TASK REQUIREMENTS —
What is needed is an exact copy of the line with "resolution and matching" and all lines that follow it in the entries below, the last line included.

*** Opening of PROVIDED MATERIAL ***

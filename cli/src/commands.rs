//! Non-interactive subcommands: direct switching, listing, and
//! alias / pin / group / history / preference management.

use crate::AliasCommand;
use crate::Command;
use crate::ConfigCommand;
use crate::GroupCommand;
use crate::PinCommand;
use crate::Toggle;
use crate::kubectl::ContextProvider;
use crate::kubectl::resolve_context;
use anyhow::Context;
use anyhow::Result;
use anyhow::bail;
use ksw_core::Config;
use ksw_core::ConfigStore;
use owo_colors::OwoColorize;
use tracing::warn;

/// `ksw <name>` / `ksw @alias`: switch directly, resolving the name
/// against the context list.
pub fn switch_to(
    provider: &dyn ContextProvider,
    store: &ConfigStore,
    config: &Config,
    target: &str,
) -> Result<()> {
    let (requested, alias_tag) = match target.strip_prefix('@') {
        Some(alias) => {
            let context = config
                .aliases
                .get(alias)
                .with_context(|| format!("alias '@{alias}' not found; run `ksw alias ls`"))?;
            (context.clone(), Some(alias.to_string()))
        }
        None => (target.to_string(), None),
    };

    let resolved = resolve_context(provider, &requested)?;
    provider.use_context(&resolved)?;
    if let Err(err) = store.update(|on_disk| on_disk.record_switch(&resolved)) {
        warn!("failed to record history: {err}");
    }

    let tag = alias_tag
        .map(|alias| format!(" @{alias}").magenta().bold().to_string())
        .unwrap_or_default();
    println!("{} Switched to {}{tag}", "✔".green().bold(), resolved.bold());
    Ok(())
}

/// `ksw --list`: the context list with current / alias / pin marks.
pub fn list_contexts(provider: &dyn ContextProvider, config: &Config) -> Result<()> {
    let contexts = provider.list_contexts()?;
    let current = provider.current_context();
    for context in &contexts {
        let mut decorations = String::new();
        if let Some(alias) = config.alias_for(context) {
            decorations.push_str(&format!(" @{alias}").magenta().to_string());
        }
        if config.is_pinned(context) {
            decorations.push_str(&" ★".yellow().to_string());
        }
        let display = config.display_name(context);
        if *context == current {
            println!(
                "{}{decorations} {}",
                format!("▸ {display}").green().bold(),
                "●".green()
            );
        } else {
            println!("  {display}{decorations}");
        }
    }
    Ok(())
}

pub fn dispatch(command: Command, store: &ConfigStore, config: Config) -> Result<()> {
    match command {
        Command::Alias { action } => alias(action, store, config),
        Command::Pin { action } => pin(action, store, config),
        Command::Group { action } => group(action, store, config),
        Command::History => history(&config),
        Command::Config { action } => preferences(action, store),
    }
}

fn alias(action: AliasCommand, store: &ConfigStore, config: Config) -> Result<()> {
    match action {
        AliasCommand::Ls => {
            if config.aliases.is_empty() {
                println!(
                    "{}",
                    "No aliases configured. Use: ksw alias set <name> <context>".dimmed()
                );
                return Ok(());
            }
            for (name, context) in &config.aliases {
                println!("  {} → {context}", format!("@{name}").magenta().bold());
            }
            Ok(())
        }
        AliasCommand::Show { name } => {
            let context = config
                .aliases
                .get(&name)
                .with_context(|| format!("alias '@{name}' not found"))?;
            println!("  {} → {context}", format!("@{name}").magenta().bold());
            Ok(())
        }
        AliasCommand::Set { name, context } => {
            store.update(|on_disk| {
                on_disk.aliases.insert(name.clone(), context.clone());
            })?;
            println!(
                "{} Alias {} → {context}",
                "✔".green().bold(),
                format!("@{name}").magenta().bold()
            );
            Ok(())
        }
        AliasCommand::Rm { name } => {
            if !config.aliases.contains_key(&name) {
                bail!("alias '@{name}' not found");
            }
            store.update(|on_disk| {
                on_disk.aliases.remove(&name);
            })?;
            println!(
                "{} Removed alias {}",
                "✔".green().bold(),
                format!("@{name}").magenta().bold()
            );
            Ok(())
        }
    }
}

fn pin(action: PinCommand, store: &ConfigStore, config: Config) -> Result<()> {
    match action {
        PinCommand::Ls => {
            if config.pins.is_empty() {
                println!("{}", "No pinned contexts. Use: ksw pin add <context>".dimmed());
                return Ok(());
            }
            for context in &config.pins {
                println!("  {} {context}", "★".yellow());
            }
            Ok(())
        }
        PinCommand::Add { context } => {
            if config.is_pinned(&context) {
                println!("{} Already pinned: {context}", "·".dimmed());
                return Ok(());
            }
            store.update(|on_disk| {
                if !on_disk.is_pinned(&context) {
                    on_disk.pins.push(context.clone());
                }
            })?;
            println!("{} Pinned {}", "✔".green().bold(), context.bold());
            Ok(())
        }
        PinCommand::Rm { context } => {
            if !config.is_pinned(&context) {
                bail!("'{context}' is not pinned");
            }
            store.update(|on_disk| {
                on_disk.pins.retain(|pin| *pin != context);
            })?;
            println!("{} Unpinned {}", "✔".green().bold(), context.bold());
            Ok(())
        }
    }
}

fn group(action: GroupCommand, store: &ConfigStore, config: Config) -> Result<()> {
    match action {
        GroupCommand::Ls => {
            if config.groups.is_empty() {
                println!(
                    "{}",
                    "No groups configured. Use: ksw group set <name> <context>...".dimmed()
                );
                return Ok(());
            }
            for (name, members) in &config.groups {
                println!("  {} ({})", name.bold(), members.len());
                for member in members {
                    println!("    {member}");
                }
            }
            Ok(())
        }
        GroupCommand::Set { name, contexts } => {
            let count = contexts.len();
            store.update(|on_disk| {
                on_disk.groups.insert(name.clone(), contexts.clone());
            })?;
            println!(
                "{} Group {} → {count} context{}",
                "✔".green().bold(),
                name.bold(),
                if count == 1 { "" } else { "s" }
            );
            Ok(())
        }
        GroupCommand::Rm { name } => {
            if !config.groups.contains_key(&name) {
                bail!("group '{name}' not found");
            }
            store.update(|on_disk| {
                on_disk.groups.remove(&name);
            })?;
            println!("{} Removed group {}", "✔".green().bold(), name.bold());
            Ok(())
        }
    }
}

fn history(config: &Config) -> Result<()> {
    if config.history.is_empty() {
        println!("{}", "No switch history yet.".dimmed());
        return Ok(());
    }
    for context in &config.history {
        println!("  {context}");
    }
    Ok(())
}

fn preferences(action: ConfigCommand, store: &ConfigStore) -> Result<()> {
    match action {
        ConfigCommand::ShortNames { state } => {
            let enabled = matches!(state, Toggle::On);
            store.update(|on_disk| on_disk.short_names = enabled)?;
            println!(
                "{} Short names {}",
                "✔".green().bold(),
                if enabled { "on" } else { "off" }
            );
            Ok(())
        }
    }
}

#[cfg(test)]
mod tests {
    use super::*;
    use crate::kubectl::tests::FakeProvider;
    use pretty_assertions::assert_eq;
    use tempfile::tempdir;

    fn store_in(dir: &tempfile::TempDir) -> ConfigStore {
        ConfigStore::new(dir.path().join(".ksw.json"))
    }

    #[test]
    fn switch_records_history_front_first() {
        let dir = tempdir().expect("tempdir");
        let store = store_in(&dir);
        let provider = FakeProvider::new(&["eks-payments-dev", "eks-orders-dev"]);
        switch_to(&provider, &store, &Config::default(), "payments").expect("switch");
        switch_to(&provider, &store, &Config::default(), "orders").expect("switch");
        let config = store.load().expect("load");
        assert_eq!(
            config.history,
            vec!["eks-orders-dev".to_string(), "eks-payments-dev".to_string()]
        );
        assert_eq!(provider.current_context(), "eks-orders-dev");
    }

    #[test]
    fn switch_through_alias_resolves_its_target() {
        let dir = tempdir().expect("tempdir");
        let store = store_in(&dir);
        let provider = FakeProvider::new(&["arn:aws:eks/payments"]);
        let mut config = Config::default();
        config
            .aliases
            .insert("pay".into(), "payments".into());
        switch_to(&provider, &store, &config, "@pay").expect("switch");
        assert_eq!(provider.current_context(), "arn:aws:eks/payments");
    }

    #[test]
    fn unknown_alias_is_an_error() {
        let dir = tempdir().expect("tempdir");
        let store = store_in(&dir);
        let provider = FakeProvider::new(&["dev"]);
        let err = switch_to(&provider, &store, &Config::default(), "@nope").expect_err("missing");
        assert!(err.to_string().contains("@nope"));
    }

    #[test]
    fn alias_set_and_rm_round_trip() {
        let dir = tempdir().expect("tempdir");
        let store = store_in(&dir);
        alias(
            AliasCommand::Set {
                name: "pay".into(),
                context: "eks-payments".into(),
            },
            &store,
            Config::default(),
        )
        .expect("set");
        let config = store.load().expect("load");
        assert_eq!(config.aliases.get("pay").map(String::as_str), Some("eks-payments"));
        alias(AliasCommand::Rm { name: "pay".into() }, &store, config).expect("rm");
        assert!(store.load().expect("load").aliases.is_empty());
    }

    #[test]
    fn removing_a_missing_alias_fails() {
        let dir = tempdir().expect("tempdir");
        let store = store_in(&dir);
        let err = alias(AliasCommand::Rm { name: "pay".into() }, &store, Config::default())
            .expect_err("missing");
        assert!(err.to_string().contains("@pay"));
    }

    #[test]
    fn pin_add_is_idempotent_and_ordered() {
        let dir = tempdir().expect("tempdir");
        let store = store_in(&dir);
        pin(PinCommand::Add { context: "a".into() }, &store, Config::default()).expect("add");
        let config = store.load().expect("load");
        pin(PinCommand::Add { context: "b".into() }, &store, config).expect("add");
        let config = store.load().expect("load");
        pin(PinCommand::Add { context: "a".into() }, &store, config).expect("re-add");
        assert_eq!(
            store.load().expect("load").pins,
            vec!["a".to_string(), "b".to_string()]
        );
    }

    #[test]
    fn pin_rm_rejects_unpinned_contexts() {
        let dir = tempdir().expect("tempdir");
        let store = store_in(&dir);
        let err = pin(PinCommand::Rm { context: "a".into() }, &store, Config::default())
            .expect_err("unpinned");
        assert!(err.to_string().contains("not pinned"));
    }

    #[test]
    fn group_set_replaces_members() {
        let dir = tempdir().expect("tempdir");
        let store = store_in(&dir);
        group(
            GroupCommand::Set {
                name: "prod".into(),
                contexts: vec!["a".into(), "b".into()],
            },
            &store,
            Config::default(),
        )
        .expect("set");
        let config = store.load().expect("load");
        group(
            GroupCommand::Set {
                name: "prod".into(),
                contexts: vec!["c".into()],
            },
            &store,
            config,
        )
        .expect("replace");
        assert_eq!(
            store.load().expect("load").groups.get("prod"),
            Some(&vec!["c".to_string()])
        );
    }

    #[test]
    fn short_name_preference_toggles_on_disk() {
        let dir = tempdir().expect("tempdir");
        let store = store_in(&dir);
        preferences(ConfigCommand::ShortNames { state: Toggle::On }, &store).expect("on");
        assert!(store.load().expect("load").short_names);
        preferences(ConfigCommand::ShortNames { state: Toggle::Off }, &store).expect("off");
        assert!(!store.load().expect("load").short_names);
    }
}
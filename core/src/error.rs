use thiserror::Error;

/// Errors from the config persistence layer.
#[derive(Debug, Error)]
pub enum ConfigError {
    /// IO error reading or writing the config file
    #[error("io error: {0}")]
    Io(#[from] std::io::Error),

    /// The config file exists but is not valid JSON
    #[error("malformed config: {0}")]
    Parse(#[from] serde_json::Error),
}
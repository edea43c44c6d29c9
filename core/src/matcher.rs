//! Fuzzy matching for context names.
//!
//! A query matches when every one of its characters appears in the
//! candidate text in order, not necessarily contiguously. The score only
//! ranks candidates against each other for one query; it has no absolute
//! meaning beyond "higher is better, 0 is no match".

/// Scores how well `query` fuzzy-matches `text`.
///
/// Returns 0 when the query is not a subsequence of the text. An empty
/// query matches everything with a uniform score of 1. Comparison is
/// case-insensitive and operates on code points, never bytes.
pub fn fuzzy_score(text: &str, query: &str) -> u32 {
    if query.is_empty() {
        return 1;
    }

    let text_lower = text.to_lowercase();
    let query_lower = query.to_lowercase();
    let chars: Vec<char> = text_lower.chars().collect();
    let pattern: Vec<char> = query_lower.chars().collect();

    // Hard gate: every pattern char must appear in order.
    let mut pi = 0;
    for c in &chars {
        if pi < pattern.len() && *c == pattern[pi] {
            pi += 1;
        }
    }
    if pi < pattern.len() {
        return 0;
    }

    // Single left-to-right scan. Consecutive runs are rewarded per
    // matched character, matches after a path separator and matches
    // near the start of the string get flat bonuses.
    let mut score: u32 = 0;
    let mut pi = 0;
    let mut consecutive: u32 = 0;
    for (si, c) in chars.iter().enumerate() {
        if pi >= pattern.len() {
            break;
        }
        if *c == pattern[pi] {
            pi += 1;
            consecutive += 1;
            score += 10 + consecutive * 5;

            // Word boundary bonus (after /, -, _, or start).
            if si == 0 || matches!(chars[si - 1], '/' | '-' | '_') {
                score += 20;
            }
            // Early match bonus.
            score += 5u32.saturating_sub(si as u32);
        } else {
            consecutive = 0;
        }
    }

    // Exact substring bonus.
    if text_lower.contains(&query_lower) {
        score += 50;
    }

    score
}
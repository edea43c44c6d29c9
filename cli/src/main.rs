use clap::Parser;
use ksw_cli::Cli;

fn main() -> anyhow::Result<()> {
    ksw_cli::run(Cli::parse())
}
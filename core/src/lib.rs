pub mod config;
pub mod error;
pub mod matcher;
pub mod selector;

pub use config::Config;
pub use config::ConfigStore;
pub use error::ConfigError;
pub use selector::Outcome;
pub use selector::PinSink;
pub use selector::Restriction;
pub use selector::Selector;
pub use selector::SelectorParams;
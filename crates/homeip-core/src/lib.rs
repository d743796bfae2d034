// # homeip-core
//
// Core library for the homeip dynamic DNS updater.
//
// ## Architecture Overview
//
// The updater is a single polling loop built from small, replaceable parts:
// - **IpSource**: Trait for discovering the caller's current public IP
// - **DnsProvider**: Trait for listing and updating records via a provider API
// - **fqdn**: Pure record-name resolution and matching
// - **Updater**: The loop that compares the published IP with the current one
// - **ProviderRegistry**: Maps provider identifiers to factories
//
// ## Design Principles
//
// 1. **Stateless**: Every cycle re-derives the truth from the provider, nothing is persisted
// 2. **Plugin-Based**: Providers are registered by name, no hard-coded if-else
// 3. **Library-First**: The daemon is a thin wrapper over this crate
// 4. **Fail Loudly on Misconfiguration**: Transient failures retry, bad records halt

pub mod traits;
pub mod fqdn;
pub mod updater;
pub mod registry;
pub mod config;
pub mod error;

// Re-export core types for convenience
pub use traits::{IpSource, DnsProvider, DnsRecord, RecordType, UpdateRequest};
pub use updater::{Updater, UpdaterEvent, CycleOutcome, UpdateDecision};
pub use registry::ProviderRegistry;
pub use config::{UpdaterConfig, IpSourceConfig, ProviderConfig};
pub use error::{Error, Result};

*** Close of PROVIDED MATERIAL ***

OUTPUT OF THE TASK —
// - **fqdn**: Pure record-name resolution and matching
// - **Updater**: The loop that compares the published IP with the current one
// - **ProviderRegistry**: Maps provider identifiers to factories
//
// ## Design Principles
//
// 1. **Stateless**: Every cycle re-derives the truth from the provider, nothing is persisted
// 2. **Plugin-Based**: Providers are registered by name, no hard-coded if-else
// 3. **Library-First**: The daemon is a thin wrapper over this crate
// 4. **Fail Loudly on Misconfiguration**: Transient failures retry, bad records halt

pub mod traits;
pub mod fqdn;
pub mod updater;
pub mod registry;
pub mod config;
pub mod error;

// Re-export core types for convenience
pub use traits::{IpSource, DnsProvider, DnsRecord, RecordType, UpdateRequest};
pub use updater::{Updater, UpdaterEvent, CycleOutcome, UpdateDecision};
pub use registry::ProviderRegistry;
pub use config::{UpdaterConfig, IpSourceConfig, ProviderConfig};
pub use error::{Error, Result};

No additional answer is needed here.